YOUR OBJECTIVE: Your answer must consist of every line from the data below that includes the word "usize".

[EXTRACTED RECORDS — start]

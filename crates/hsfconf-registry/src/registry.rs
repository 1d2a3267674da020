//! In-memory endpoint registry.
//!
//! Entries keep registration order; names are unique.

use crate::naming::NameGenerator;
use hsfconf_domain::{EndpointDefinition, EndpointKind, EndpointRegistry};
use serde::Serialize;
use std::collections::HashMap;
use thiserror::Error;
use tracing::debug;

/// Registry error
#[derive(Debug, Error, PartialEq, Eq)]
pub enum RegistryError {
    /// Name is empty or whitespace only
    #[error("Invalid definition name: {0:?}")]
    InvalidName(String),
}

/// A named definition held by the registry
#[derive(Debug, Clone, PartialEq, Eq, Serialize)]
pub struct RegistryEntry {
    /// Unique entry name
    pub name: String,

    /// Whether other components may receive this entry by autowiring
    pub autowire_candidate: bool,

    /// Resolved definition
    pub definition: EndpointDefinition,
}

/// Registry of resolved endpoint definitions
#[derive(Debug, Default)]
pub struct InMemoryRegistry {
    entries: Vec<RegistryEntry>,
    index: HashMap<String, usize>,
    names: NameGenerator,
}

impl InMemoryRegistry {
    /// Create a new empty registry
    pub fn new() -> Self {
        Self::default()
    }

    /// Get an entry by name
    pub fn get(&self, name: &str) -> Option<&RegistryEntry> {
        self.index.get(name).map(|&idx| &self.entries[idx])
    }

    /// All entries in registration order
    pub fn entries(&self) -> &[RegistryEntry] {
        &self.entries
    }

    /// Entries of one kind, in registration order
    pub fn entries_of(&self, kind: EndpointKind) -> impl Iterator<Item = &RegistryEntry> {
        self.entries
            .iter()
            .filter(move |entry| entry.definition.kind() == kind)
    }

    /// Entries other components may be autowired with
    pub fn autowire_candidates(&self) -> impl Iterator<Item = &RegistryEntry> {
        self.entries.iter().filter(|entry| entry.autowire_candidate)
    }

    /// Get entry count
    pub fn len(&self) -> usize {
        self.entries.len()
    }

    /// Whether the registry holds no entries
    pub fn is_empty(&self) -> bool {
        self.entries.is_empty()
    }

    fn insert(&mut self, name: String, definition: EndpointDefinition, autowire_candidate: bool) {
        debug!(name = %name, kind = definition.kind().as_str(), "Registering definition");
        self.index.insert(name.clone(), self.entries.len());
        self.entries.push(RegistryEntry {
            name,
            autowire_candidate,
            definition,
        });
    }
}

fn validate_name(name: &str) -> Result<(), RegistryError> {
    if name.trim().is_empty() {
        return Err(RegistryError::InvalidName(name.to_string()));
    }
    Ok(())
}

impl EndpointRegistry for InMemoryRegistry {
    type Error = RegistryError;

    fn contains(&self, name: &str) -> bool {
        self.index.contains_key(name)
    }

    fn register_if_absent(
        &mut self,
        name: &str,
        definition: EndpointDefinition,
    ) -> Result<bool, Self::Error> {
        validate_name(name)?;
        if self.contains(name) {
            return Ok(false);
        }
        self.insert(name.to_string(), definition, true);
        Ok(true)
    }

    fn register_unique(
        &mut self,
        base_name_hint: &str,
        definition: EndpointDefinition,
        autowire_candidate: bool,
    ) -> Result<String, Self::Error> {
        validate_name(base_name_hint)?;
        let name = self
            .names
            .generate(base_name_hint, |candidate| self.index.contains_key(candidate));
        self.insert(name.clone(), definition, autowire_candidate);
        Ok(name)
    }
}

[EXTRACTED RECORDS — finish]

RESULT FOR THIS TASK:
    index: HashMap<String, usize>,
    pub fn len(&self) -> usize {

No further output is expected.